Luca Riboni, Aktien-Analyst, Rothschild & Co BankDie SIG Group ist neben Tetra Pak einer von zwei globalen Systemanbietern für aseptische Kartonverpackungen. Geschätzte 90% des Marktes entfallen auf die beiden Unternehmen – fast ein perfektes Duopol.
Die strategische Stossrichtung ist klar: SIG will sein aseptisches Kerngeschäft stärken, das rund 90% des Zielportfolios ausmachen soll. Die adjustierte operative Marge soll mittelfristig auf über 16.5% steigen, während ein Umsatzwachstum von 3 bis 5% vorausgesagt wird, gestützt auf säkulare Trends wie steigende Urbanisierung, wachsende Nachfrage nach haltbaren Milchprodukten und zunehmenden Bedarf an nachhaltigen Verpackungslösungen.
Bewertung hat Potential, ist aber kein Selbstläufer
Wir sind vom Geschäftsmodell langfristig überzeugt.
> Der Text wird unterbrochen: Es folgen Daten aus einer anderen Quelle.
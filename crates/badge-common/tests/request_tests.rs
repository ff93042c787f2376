//! Tests for request coercion and display formatting.

use badge_common::request::progress_fraction;
use badge_common::{BadgeParams, BadgeRequest, DisplayNumber, Tier};

fn params(pairs: &[(&str, &str)]) -> BadgeParams {
    let mut p = BadgeParams::default();
    for (key, value) in pairs {
        let value = Some(value.to_string());
        match *key {
            "tier" => p.tier = value,
            "reward_points" => p.reward_points = value,
            "discount" => p.discount = value,
            "status_points" => p.status_points = value,
            "nights" => p.nights = value,
            other => panic!("unknown parameter {}", other),
        }
    }
    p
}

// ============================================================================
// Defaults
// ============================================================================

#[test]
fn test_empty_params_use_defaults() {
    let request = BadgeRequest::from_params(&BadgeParams::default());
    assert_eq!(request, BadgeRequest::default());
    assert_eq!(request.tier, Some(Tier::Gold));
    assert_eq!(request.tier_display(), "GOLD");
    assert_eq!(request.reward_points_text(), "0 Reward Points");
    assert_eq!(request.discount_text(), "or £0 discount on your next stay");
}

#[test]
fn test_blank_tier_uses_default() {
    let request = BadgeRequest::from_params(&params(&[("tier", "   ")]));
    assert_eq!(request.tier_input, "gold");
}

// ============================================================================
// Numeric coercion
// ============================================================================

#[test]
fn test_reward_points_are_thousands_separated() {
    let request = BadgeRequest::from_params(&params(&[("reward_points", "12345")]));
    assert_eq!(request.reward_points, DisplayNumber::Integer(12345));
    assert_eq!(request.reward_points_text(), "12,345 Reward Points");
}

#[test]
fn test_unparsable_reward_points_are_verbatim() {
    let request = BadgeRequest::from_params(&params(&[("reward_points", "abc")]));
    assert_eq!(request.reward_points_text(), "abc Reward Points");
}

#[test]
fn test_unparsable_progress_values_become_zero() {
    let request = BadgeRequest::from_params(&params(&[
        ("status_points", "lots"),
        ("nights", "3.5"),
    ]));
    assert_eq!(request.status_points, 0);
    assert_eq!(request.nights, 0);
}

#[test]
fn test_progress_values_parse() {
    let request = BadgeRequest::from_params(&params(&[
        ("status_points", " 7000 "),
        ("nights", "30"),
    ]));
    assert_eq!(request.status_points, 7000);
    assert_eq!(request.nights, 30);
    assert_eq!(progress_fraction(request.status_points, 14_000), 0.5);
    assert_eq!(progress_fraction(request.nights, 60), 0.5);
}

#[test]
fn test_discount_is_not_validated() {
    let request = BadgeRequest::from_params(&params(&[("discount", "12.50ish")]));
    assert_eq!(request.discount_text(), "or £12.50ish discount on your next stay");
}

// ============================================================================
// Tier text
// ============================================================================

#[test]
fn test_unknown_tier_echoes_input() {
    let request = BadgeRequest::from_params(&params(&[("tier", " unknown-value ")]));
    assert_eq!(request.tier, None);
    assert_eq!(request.tier_display(), "UNKNOWN-VALUE");
}

#[test]
fn test_tier_display_is_upper_cased_input() {
    for raw in ["silver", " Silver ", "SILVER"] {
        let request = BadgeRequest::from_params(&params(&[("tier", raw)]));
        assert_eq!(request.tier, Some(Tier::Silver), "{raw:?}");
        assert_eq!(request.tier_display(), "SILVER", "{raw:?}");
    }
    let request = BadgeRequest::from_params(&params(&[("tier", "diamond")]));
    assert_eq!(request.tier_display(), "DIAMOND");
}

#[test]
fn test_tier_is_case_insensitive() {
    let request = BadgeRequest::from_params(&params(&[("tier", "PLATINUM")]));
    assert_eq!(request.tier, Some(Tier::Platinum));
}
Die duopolistische Marktstruktur, die hohen Wechselkosten und die wiederkehrenden Umsätze bilden eine solide Grundlage. Kurzfristig bleibt SIG allerdings ein Restrukturierungsfall, der Geduld erfordert. Die Bewertung spiegelt derzeit vor allem operative Schwächen und geringe Visibilität. Gelingt die Stabilisierung der Margen und die Umsetzung der Strategie, besteht enormes langfristiges Potenzial. Es wird allerdings einige Zeit dauern, bis sich die operativen Verbesserungen im Ergebnis widerspiegeln. Für langfristige Investoren mit Blick auf die nächsten zwei bis drei Jahre bietet die aktuelle Bewertung jedoch eine interessante Einstiegsmöglichkeit.